NYT:
A gun is a tool, and we choose tools based on their function. The primary function of a gun is to kill or injure people or animals. In the case of people, the only reason I might have to shoot them — or threaten to do so — is that they are immediately threatening serious harm. So a first question about owning a gun is whether I’m likely to be in a position to need one to protect human life. A closely related question is whether, if I were in such a position, the gun would be available and I would be able to use it effectively.
Unless you live in (or frequent) dangerous neighborhoods or have family or friends likely to threaten you, it’s very unlikely that you’ll need a gun for self-defense. Further, counterbalancing any such need is the fact that guns are dangerous. If I have one loaded and readily accessible in an emergency (and what good is it if I don’t?), then there’s a non-negligible chance that it will lead to great harm. A gun at hand can easily push a family quarrel, a wave of depression or a child’s curiosity in a fatal direction.
Even when a gun makes sense in principle as a means of self-defense, it may do more harm than good if I’m not trained to use it well. I may panic and shoot a family member coming home late, fumble around and allow an unarmed burglar to take my gun, have a cleaning or loading accident. The N.R.A. rightly sets high standards for gun safety. If those unable or unwilling to meet these standards gave up their guns, there might well be a lot fewer gun owners.
Guns do have uses other than defense against attackers. There may, for example, still be a few people who actually need to hunt to feed their families. But most hunting now is recreational and does not require keeping weapons at home. Hunters and their families would be much safer if the guns and ammunition were securely stored away from their homes and available only to those with licenses during the appropriate season. Target shooting, likewise, does not require keeping guns at home.
Finally, there’s the idea that citizens need guns so they can, if need be, oppose the force of a repressive government. Those who think there are current (or likely future) government actions in this country that would require armed resistance are living a paranoid fantasy. The idea that armed American citizens could stand up to our military is beyond fantasy.
These objections are a red herring. Guns can be owned and handled safely and the shooters can learn to shoot and observe the rules of gun safety. It’s done every day all over the world by millions of safe gun owners. This is written by someone who has never owned a gun – which speaks poorly of the NYT that they would approve opinion pieces on issues of which the author has no knowledge whatsoever.
But notice how quickly he turns the conversation on the notion that we need to check our firearms in to a state-approved armory, even as Mr. Gutting drives his automobile down the road and risks far greater and more frequent injury to innocent people than me with my guns. This is called hypocrisy.

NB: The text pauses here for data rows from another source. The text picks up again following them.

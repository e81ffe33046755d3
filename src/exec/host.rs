// src/exec/host.rs

//! Executor that runs commands on the build host

use super::{BindMount, CommandOutput, CommandSpec, PrivilegedExecutor};
use crate::error::{Error, Result};
use std::io::Read;
use std::process::{Child, Command, Stdio};
use std::thread::{self, JoinHandle};
use tracing::debug;
use wait_timeout::ChildExt;

/// How the host executor obtains root
#[derive(Debug, Clone, Copy, PartialEq, Eq)]
pub enum Escalation {
    /// Prefix every command with `sudo --non-interactive`
    Sudo,
    /// Run commands as-is (the process already runs as root, or tests)
    None,
}

/// Runs privileged commands directly on the host
#[derive(Debug, Clone)]
pub struct HostExecutor {
    escalation: Escalation,
}

impl HostExecutor {
    pub fn new(escalation: Escalation) -> Self {
        Self { escalation }
    }

    /// Use `sudo` only when not already running as root
    pub fn detect() -> Self {
        if nix::unistd::geteuid().is_root() {
            Self::new(Escalation::None)
        } else {
            Self::new(Escalation::Sudo)
        }
    }

    pub fn escalation(&self) -> Escalation {
        self.escalation
    }

    /// Full argv that will be spawned for `spec`
    pub fn host_argv(&self, spec: &CommandSpec) -> Vec<String> {
        let mut argv = Vec::new();
        if self.escalation == Escalation::Sudo {
            argv.extend(["sudo", "--non-interactive", "--"].map(String::from));
            if !spec.env.is_empty() {
                // sudo resets the environment, so pass it through `env`
                argv.push("env".to_string());
                argv.extend(spec.env.iter().map(|(k, v)| format!("{}={}", k, v)));
            }
        }
        if !spec.binds.is_empty() {
            argv.extend(bind_wrapper(&spec.binds));
        }
        argv.extend(spec.argv.iter().cloned());
        argv
    }
}

impl PrivilegedExecutor for HostExecutor {
    fn execute(&self, spec: &CommandSpec) -> Result<CommandOutput> {
        let argv = self.host_argv(spec);
        let rendered = spec.display();
        let (program, args) = argv.split_first().ok_or_else(|| Error::Spawn {
            command: rendered.clone(),
            source: std::io::Error::new(std::io::ErrorKind::InvalidInput, "empty argv"),
        })?;

        debug!("Executing: {}", argv.join(" "));

        let mut cmd = Command::new(program);
        cmd.args(args)
            .stdin(Stdio::null())
            .stdout(Stdio::piped())
            .stderr(Stdio::piped());
        if let Some(dir) = &spec.cwd {
            cmd.current_dir(dir);
        }
        if self.escalation == Escalation::None {
            for (key, value) in &spec.env {
                cmd.env(key, value);
            }
        }

        let mut child = cmd.spawn().map_err(|source| Error::Spawn {
            command: rendered.clone(),
            source,
        })?;

        let stdout = drain(child.stdout.take());
        let stderr = drain(child.stderr.take());

        let status = match spec.timeout {
            Some(timeout) => match child.wait_timeout(timeout)? {
                Some(status) => status,
                None => {
                    kill_and_reap(&mut child);
                    return Err(Error::Timeout {
                        command: rendered,
                        timeout,
                    });
                }
            },
            None => child.wait()?,
        };

        Ok(CommandOutput {
            exit_code: status.code().unwrap_or(-1),
            stdout: join_drain(stdout),
            stderr: join_drain(stderr),
        })
    }
}

/// Wrap a command so it sees `mounts` read-only in a private mount namespace
fn bind_wrapper(mounts: &[BindMount]) -> Vec<String> {
    let mut script = String::new();
    for bm in mounts {
        let src = shell_quote(&bm.source.to_string_lossy());
        let dst = shell_quote(&bm.target.to_string_lossy());
        script.push_str(&format!("mount --bind {} {}\n", src, dst));
        if !bm.writable {
            script.push_str(&format!("mount -o remount,bind,ro {}\n", dst));
        }
    }
    script.push_str("exec \"$@\"\n");

    vec![
        "unshare".to_string(),
        "--mount".to_string(),
        "--propagation".to_string(),
        "private".to_string(),
        "--".to_string(),
        "/bin/sh".to_string(),
        "-euc".to_string(),
        script,
        "strata-bind".to_string(),
    ]
}

/// Single-quote a string for POSIX sh
pub(crate) fn shell_quote(s: &str) -> String {
    format!("'{}'", s.replace('\'', r"'\''"))
}

fn drain<R: Read + Send + 'static>(pipe: Option<R>) -> Option<JoinHandle<String>> {
    pipe.map(|mut pipe| {
        thread::spawn(move || {
            let mut buf = Vec::new();
            let _ = pipe.read_to_end(&mut buf);
            String::from_utf8_lossy(&buf).into_owned()
        })
    })
}

fn join_drain(handle: Option<JoinHandle<String>>) -> String {
    handle
        .and_then(|h| h.join().ok())
        .unwrap_or_default()
}

fn kill_and_reap(child: &mut Child) {
    let _ = child.kill();
    let _ = child.wait();
}

#[cfg(test)]
mod tests {
    use super::*;
    use std::time::Duration;

    #[test]
    fn test_sudo_prefix_and_env() {
        let exec = HostExecutor::new(Escalation::Sudo);
        let spec = CommandSpec::new(["true"]).with_env("A", "1");
        assert_eq!(
            exec.host_argv(&spec),
            vec!["sudo", "--non-interactive", "--", "env", "A=1", "true"]
        );
    }

    #[test]
    fn test_no_escalation_passes_argv_through() {
        let exec = HostExecutor::new(Escalation::None);
        let spec = CommandSpec::new(["chmod", "0755", "/x"]).with_env("A", "1");
        assert_eq!(exec.host_argv(&spec), vec!["chmod", "0755", "/x"]);
    }

    #[test]
    fn test_bind_wrapper_remounts_readonly() {
        let exec = HostExecutor::new(Escalation::None);
        let spec = CommandSpec::new(["chown", "root:root", "/x"])
            .with_binds([BindMount::readonly("/etc/passwd", "/etc/passwd")]);
        let argv = exec.host_argv(&spec);
        assert_eq!(&argv[..5], &["unshare", "--mount", "--propagation", "private", "--"]);
        let script = &argv[7];
        assert!(script.contains("mount --bind '/etc/passwd' '/etc/passwd'"));
        assert!(script.contains("mount -o remount,bind,ro '/etc/passwd'"));
        assert_eq!(&argv[argv.len() - 3..], &["chown", "root:root", "/x"]);
    }

    #[test]
    fn test_bind_wrapper_leaves_writable_binds_writable() {
        let exec = HostExecutor::new(Escalation::None);
        let spec = CommandSpec::new(["true"]).with_binds([
            BindMount::writable("/vol/img", "/mnt/img"),
            BindMount::readonly("/etc/group", "/etc/group"),
        ]);
        let script = &exec.host_argv(&spec)[7];
        assert!(script.contains("mount --bind '/vol/img' '/mnt/img'"));
        assert!(!script.contains("remount,bind,ro '/mnt/img'"));
        assert!(script.contains("mount -o remount,bind,ro '/etc/group'"));
    }

    #[test]
    fn test_shell_quote() {
        assert_eq!(shell_quote("plain"), "'plain'");
        assert_eq!(shell_quote("it's"), r"'it'\''s'");
    }

    #[test]
    fn test_execute_captures_output_and_exit_code() {
        let exec = HostExecutor::new(Escalation::None);
        let out = exec
            .execute(&CommandSpec::new(["sh", "-c", "echo out; echo err >&2; exit 3"]))
            .unwrap();
        assert_eq!(out.exit_code, 3);
        assert_eq!(out.stdout, "out\n");
        assert_eq!(out.stderr, "err\n");
    }

    #[test]
    fn test_execute_passes_env() {
        let exec = HostExecutor::new(Escalation::None);
        let out = exec
            .execute(&CommandSpec::new(["sh", "-c", "echo $STRATA_TEST"]).with_env("STRATA_TEST", "ohai"))
            .unwrap();
        assert!(out.is_success());
        assert_eq!(out.stdout, "ohai\n");
    }

    #[test]
    fn test_execute_runs_in_cwd() {
        let temp = tempfile::TempDir::new().unwrap();
        let exec = HostExecutor::new(Escalation::None);
        let out = exec
            .execute(&CommandSpec::new(["pwd", "-P"]).with_cwd(temp.path()))
            .unwrap();
        let expected = temp.path().canonicalize().unwrap();
        assert_eq!(out.stdout.trim_end(), expected.to_string_lossy());
    }

    #[test]
    fn test_execute_timeout_kills_child() {
        let exec = HostExecutor::new(Escalation::None);
        let spec = CommandSpec::new(["sleep", "10"]).with_timeout(Some(Duration::from_millis(100)));
        let err = exec.execute(&spec).unwrap_err();
        assert!(matches!(err, Error::Timeout { .. }));
    }

    #[test]
    fn test_execute_missing_binary_is_spawn_error() {
        let exec = HostExecutor::new(Escalation::None);
        let err = exec
            .execute(&CommandSpec::new(["/nonexistent/strata-binary"]))
            .unwrap_err();
        assert!(matches!(err, Error::Spawn { .. }));
    }
}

Finally, take note of his position on the idea that we need to own firearms in order to ameliorate tyranny. Without so much as blinking, he assumes like the good collectivist that he is that the armed forces would put down citizens in armed revolt over gun confiscation orders. Posse Comitatus being the law of the land means absolutely nothing to Mr. Gutting.
Furthermore, Mr. Gutting is apparently not the scholar he is made out to be, and knows nothing of the history of insurgencies. Easy, it will be for the army – or so he thinks. Oh, they may be outnumbered a thousand to one with every insurgent melting away into the woods after shooting. But surely the army would “win,” whatever win means.
In spite of the difficulty of Iraq and impossibility of Afghanistan, Mr. Gutting is sure of the simplistic, bloodless nature of an American insurgency. But he feels that he will never be in a position to need a weapon for self defense (perhaps he would stand around and watch if his wife was being raped by gangsters?). It is Mr. Gutting who is firmly ensconced in fantasy land.